Wodehouse fans, rejoice! Bertie and Jeeves are back for another madcap romp through the frivolous world of English high society. This latest enterprise of London’s most confirmed bachelor and his unflappable servant involves no less than five fractious aunts, four pairs of squabbling lovers, seven locales, three butlers (one fake) and two dogs (one large, one small) —all played by a mere seven actors!
The intimacy of City Lit’s pocket-sized stage in the upper recesses of the Edgewater Presbyterian church, while facilitating Bertie’s lightning-swift ringside commentary, exacerbates the difficulties of multiple-role casting. With front-row spectators seated a bare six feet away, more than a simple swap of hats and coats are required if we are to keep the many personalities distinct throughout the fast-paced action.
Fortunately, the cast assembled by Kevin Theis display protean suppleness in their manipulation of physical stance, vocal flexibility and identifying mannerisms. (The play’s setting in a period where affectation was considered a mark of good breeding helps, too.) Joseph Wycoff is barely detectable beneath the personae of the lordly Esmond Haddock (heir to the Haddock headache-remedy fortune) and the dimwitted Augustus Fink-Nottle. Katherine Ripley makes an easy transition from the slinky Cora Pirbright to the tweedy Hilda Gudgeon. And the entrance of the formidable Dame Daphne Winkworth (described by Bertie as “a rugged light-heavyweight, with a touch of Wallace Beery”) will have audience members searching their playbills for clues to her portrayer.

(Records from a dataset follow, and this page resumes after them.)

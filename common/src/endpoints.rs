pub const THINGSPEAK_UPDATE_URL: &str = "https://api.thingspeak.com/update";
pub const FIRMWARE_SOURCE_URL: &str =
    "https://raw.githubusercontent.com/rnrtl33-lgtm/esp32_sollarstill/main/firmware.bin";

/// ThingSpeak drops updates for a channel that arrive closer together than this.
pub const MIN_UPLOAD_SPACING_MS: u64 = 15_000;
impl ModelHardware {
    fn bring_up(
        pins: &ModelPins,
        i2c0: I2C0,
        i2c1: I2C1,
        baudrate_hz: u32,
    ) -> anyhow::Result<Self> {
        let primary = open_bus(i2c0, pins.primary, baudrate_hz)
            .with_context(|| format!("failed to open {}1 bus", pins.model.as_str()))?;
        let secondary = open_bus(i2c1, pins.secondary, baudrate_hz)
            .with_context(|| format!("failed to open {}2 bus", pins.model.as_str()))?;

        let hx = pins.hx711;
        let hx711 = Reconnecting::shared(
            format!("HX711 {} (GPIO{}/{})", pins.model.as_str(), hx.dout, hx.sck),
            move || connect_hx711(hx),
        );

        Ok(Self {
            model: pins.model,
            primary,
            secondary,
            hx711,
        })
    }
}

/// Builds one probe per configured channel, sharing a driver wherever two
/// channels read the same part.
struct ProbeFactory {
    hardware: Option<ModelHardware>,
    wind: Shared<WindSensor<PulseLine, Ets>>,
    sht30: HashMap<(BusSlot, u8), Shared<Sht30<SharedI2c, Delay>>>,
    tsl2591: HashMap<BusSlot, Shared<Tsl2591<SharedI2c, Delay>>>,
}

impl ProbeFactory {
    fn new(hardware: Option<ModelHardware>, wind: WindConfig) -> Self {
        Self {
            hardware,
            wind: Reconnecting::shared(format!("anemometer (GPIO{})", wind.pin), move || {
                connect_wind(wind)
            }),
            sht30: HashMap::new(),
            tsl2591: HashMap::new(),
        }
    }

    fn probes_for(&mut self, model: ModelId, channels: &[ChannelConfig]) -> Vec<Box<dyn Probe>> {
        channels
            .iter()
            .map(|channel| self.probe(model, channel))
            .collect()
    }

    fn probe(&mut self, model: ModelId, channel: &ChannelConfig) -> Box<dyn Probe> {
        if channel.source == SensorSource::WindPulses {
            let wind = self.wind.clone();
            return Box::new(move || -> Result<f32, SensorError> {
                wind.borrow_mut().with(|sensor| sensor.speed())
            });
        }

        let Some((primary, secondary, hx711)) = self
            .hardware
            .as_ref()
            .filter(|hw| hw.model == model)
            .map(|hw| (hw.primary, hw.secondary, hw.hx711.clone()))
        else {
            return detached(model, &channel.name);
        };
        let handle_for = |slot: BusSlot| match slot {
            BusSlot::Primary => primary,
            BusSlot::Secondary => secondary,
        };
        let label = |part: &str, slot: BusSlot| {
            let suffix = match slot {
                BusSlot::Primary => 1,
                BusSlot::Secondary => 2,
            };
            format!("{part} on {}{suffix}", model.as_str())
        };

        match channel.source {
            SensorSource::Sht30Temperature { bus: slot, address } => {
                let sensor = self.sht30(handle_for(slot), slot, address, label("SHT30", slot));
                Box::new(move || -> Result<f32, SensorError> {
                    sensor.borrow_mut().with(|sht| sht.temperature_c())
                })
            }
            SensorSource::Sht30Humidity { bus: slot, address } => {
                let sensor = self.sht30(handle_for(slot), slot, address, label("SHT30", slot));
                Box::new(move || -> Result<f32, SensorError> {
                    sensor.borrow_mut().with(|sht| sht.humidity())
                })
            }
            SensorSource::Ltr390Uv { bus: slot } => {
                let handle = handle_for(slot);
                let sensor = Reconnecting::shared(label("LTR390", slot), move || {
                    Ltr390::new(RefCellDevice::new(handle), Delay::new_default())
                });
                Box::new(move || -> Result<f32, SensorError> {
                    sensor.borrow_mut().with(|ltr| ltr.uv_index())
                })
            }
            SensorSource::Tsl2591Lux { bus: slot } => {
                let sensor = self.tsl2591(handle_for(slot), slot, label("TSL2591", slot));
                Box::new(move || -> Result<f32, SensorError> {
                    sensor.borrow_mut().with(|tsl| tsl.lux())
                })
            }
            SensorSource::Tsl2591Infrared { bus: slot } => {
                let sensor = self.tsl2591(handle_for(slot), slot, label("TSL2591", slot));
                Box::new(move || -> Result<f32, SensorError> {
                    sensor.borrow_mut().with(|tsl| tsl.infrared())
                })
            }
            SensorSource::Vl53l0xDistance { bus: slot } => {
                let handle = handle_for(slot);
                let sensor = Reconnecting::shared(label("VL53L0X", slot), move || {
                    Vl53l0x::new(RefCellDevice::new(handle), Delay::new_default())
                });
                Box::new(move || -> Result<f32, SensorError> {
                    sensor.borrow_mut().with(|vl| vl.distance_mm())
                })
            }
            SensorSource::Hx711Weight => {
                let sensor = hx711;
                Box::new(move || -> Result<f32, SensorError> {
                    sensor.borrow_mut().with(|hx| hx.weight(HX711_SAMPLES))
                })
            }
            SensorSource::WindPulses => detached(model, &channel.name),
        }
    }

    fn sht30(
        &mut self,
        handle: BusHandle,
        slot: BusSlot,
        address: u8,
        label: String,
    ) -> Shared<Sht30<SharedI2c, Delay>> {
        self.sht30
            .entry((slot, address))
            .or_insert_with(|| {
                Reconnecting::shared(format!("{label} @ {address:#04x}"), move || {
                    Ok(Sht30::new(
                        RefCellDevice::new(handle),
                        Delay::new_default(),
                        address,
                    ))
                })
            })
            .clone()
    }

    fn tsl2591(
        &mut self,
        handle: BusHandle,
        slot: BusSlot,
        label: String,
    ) -> Shared<Tsl2591<SharedI2c, Delay>> {
        self.tsl2591
            .entry(slot)
            .or_insert_with(|| {
                Reconnecting::shared(label, move || {
                    Tsl2591::new(RefCellDevice::new(handle), Delay::new_default())
                })
            })
            .clone()
    }
}

fn detached(model: ModelId, channel: &str) -> Box<dyn Probe> {
    let reason = format!("{channel}: model {} is not fitted on this board", model.as_str());
    Box::new(move || -> Result<f32, SensorError> { Err(SensorError::Bus(reason.clone())) })
}

fn connect_hx711(config: Hx711Config) -> Result<Hx711<InputLine, OutputLine, Ets>, SensorError> {
    let dout = PinDriver::input(unsafe { AnyInputPin::new(config.dout) }).map_err(SensorError::bus)?;
    let sck = PinDriver::output(unsafe { AnyOutputPin::new(config.sck) }).map_err(SensorError::bus)?;
    let mut hx711 = Hx711::new(dout, sck, Ets, Hx711Gain::A128)?;
    hx711.set_calibration(config.offset, config.scale);
    Ok(hx711)
}

fn connect_wind(config: WindConfig) -> Result<WindSensor<PulseLine, Ets>, SensorError> {
    // set_pull needs an IO-capable pin.
    let mut pin = PinDriver::input(unsafe { AnyIOPin::new(config.pin) }).map_err(SensorError::bus)?;
    pin.set_pull(Pull::Up).map_err(SensorError::bus)?;
    Ok(WindSensor::new(pin, Ets, config.factor, config.window_ms))
}

fn i2c_config(baudrate_hz: u32) -> I2cConfig {
    I2cConfig::new().baudrate(Hertz(baudrate_hz))
}

fn open_bus<I: I2c>(
    i2c: impl Peripheral<P = I> + 'static,
    pins: BusPins,
    baudrate_hz: u32,
) -> anyhow::Result<BusHandle> {
    let (sda, scl) = unsafe { (AnyIOPin::new(pins.sda), AnyIOPin::new(pins.scl)) };
    let driver = I2cDriver::new(i2c, sda, scl, &i2c_config(baudrate_hz))?;
    Ok(Box::leak(Box::new(RefCell::new(driver))))
}

fn scan_bus<'d, I: I2c>(
    i2c: impl Peripheral<P = I> + 'd,
    pins: BusPins,
    baudrate_hz: u32,
) -> anyhow::Result<Vec<u8>> {
    let (sda, scl) = unsafe { (AnyIOPin::new(pins.sda), AnyIOPin::new(pins.scl)) };
    let mut driver = I2cDriver::new(i2c, sda, scl, &i2c_config(baudrate_hz))?;
    let timeout = TickType::new_millis(SCAN_TIMEOUT_MS).ticks();

    Ok((0x08_u8..0x78)
        .filter(|address| driver.write(*address, &[], timeout).is_ok())
        .collect())
}

/// Scans the primary bus of every wired model, one at a time on `I2C0`.
fn scan_primary_buses(i2c0: &mut I2C0, hardware: &HardwareConfig) -> Vec<(ModelId, Vec<u8>)> {
    let mut scans = Vec::new();
    for pins in &hardware.models {
        match scan_bus(&mut *i2c0, pins.primary, hardware.i2c_baudrate_hz) {
            Ok(addresses) => {
                info!("I2C scan {}1: {addresses:02x?}", pins.model.as_str());
                scans.push((pins.model, addresses));
            }
            Err(err) => warn!("I2C scan of {}1 failed: {err:#}", pins.model.as_str()),
        }
    }
    scans
}

pub fn run() -> anyhow::Result<()> {
    esp_idf_svc::sys::link_patches();
    EspLogger::initialize_default();

    let sys_loop = EspSystemEventLoop::take()?;
    let nvs_partition = EspDefaultNvsPartition::take()?;
    let nvs_store = NvsStore {
        partition: nvs_partition.clone(),
    };

    let mut config = nvs_store.load_station_config().unwrap_or_else(|err| {
        warn!("failed to load station config from NVS: {err:#}");
        StationConfig::default()
    });
    ensure_wifi_defaults(&mut config.network);

    let Peripherals {
        modem,
        mut i2c0,
        i2c1,
        ..
    } = Peripherals::take()?;

    let scans = scan_primary_buses(&mut i2c0, &config.hardware);
    let detected = detect_model(scans.iter().map(|(model, found)| (*model, found.as_slice())));
    info!("detected model {}", detected.as_str());

    let hardware = match config.hardware.pins_for(detected) {
        Some(pins) if detected != ModelId::D => {
            match ModelHardware::bring_up(pins, i2c0, i2c1, config.hardware.i2c_baudrate_hz) {
                Ok(hardware) => Some(hardware),
                Err(err) => {
                    warn!("sensor buses unavailable ({err:#}); channels will report fallbacks");
                    None
                }
            }
        }
        _ => None,
    };

    let _wifi = connect_wifi(modem, sys_loop, nvs_partition, &config.network)
        .context("wifi startup failed")?;
    keep_radio_awake();

    if let Ok(mut ota) = EspOta::new() {
        if let Err(err) = ota.mark_running_slot_valid() {
            warn!("failed to mark running OTA slot valid: {err:?}");
        }
    }

    let watchdog = Watchdog::arm(WATCHDOG_TIMEOUT_SEC)?;

    match apply_firmware_update(&config.network, &nvs_store, &watchdog) {
        Ok(decision) if decision.requires_restart() => restart_station("new firmware staged"),
        Ok(_) => {}
        Err(err) => warn!("firmware check failed: {err:#}"),
    }

    let mut factory = ProbeFactory::new(hardware, config.hardware.wind);
    let mut groups = Vec::new();
    for group in config.active_groups(detected) {
        let probes = factory.probes_for(group.model, &group.channels);
        groups.push(GroupRuntime::new(group, probes)?);
    }

    let started = Instant::now();
    let now_ms = || u64::try_from(started.elapsed().as_millis()).unwrap_or(u64::MAX);
    let mut driver = Driver::new(
        config.driver.clone(),
        config.network.upload_base_url.clone(),
        groups,
        now_ms(),
    );

    let http_timeout_ms = config.network.http_timeout_ms;
    let mut sink = |url: &str| http_get_text(url, http_timeout_ms);
    let mut uplink = LinkMonitor::default();

    info!(
        "station running: {} group(s), cycle {}ms",
        driver.groups().len(),
        config.driver.cycle_delay_ms
    );

    loop {
        watchdog.feed();
        uplink.check();

        let report = driver.tick(now_ms(), &mut sink);
        debug!(
            "cycle done: {} upload(s), {} fallback(s), {} failed upload(s)",
            report.uploads.len(),
            report.fallbacks,
            report.upload_failures
        );

        if report.state == DriverState::Restarting {
            thread::sleep(driver.restart_grace());
            restart_station("scheduled uptime reached");
        }

        let mut remaining = driver.cycle_delay();
        while !remaining.is_zero() {
            let step = remaining.min(Duration::from_secs(1));
            watchdog.feed();
            thread::sleep(step);
            remaining -= step;
        }
    }
}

Ann Bartek’s set—replete with cubbyholes, trap doors and reversible panels—establishes precisely the right tone of rampant anarchy bubbling beneath placid surfaces. Bartek is also to be credited for solving the problem (I’m not telling how) of producing a quartet of elderly crones who might well have inspired the invention of a painkiller capable of making millions. Robert Steel’s clarinet-driven incidental music evokes the giddy 1920s even as his precision-timed sound effects, along with Thomas K. Kieffer’s quick-change costumes and Joshua Micheals’ crayola-rosy lighting, enhance the screwball shenanigans.
At the center of it all, however, is Mark Richard’s eternally gullible Bertie Wooster and Page Hearn’s ever-resourceful Jeeves. Though rumored to be reaching retirement age for their roles, this audacious duo’s adventures together could well continue into their dotage-;what better than an “Uncle Bertie” to prove the adage about there being no fool like an old one?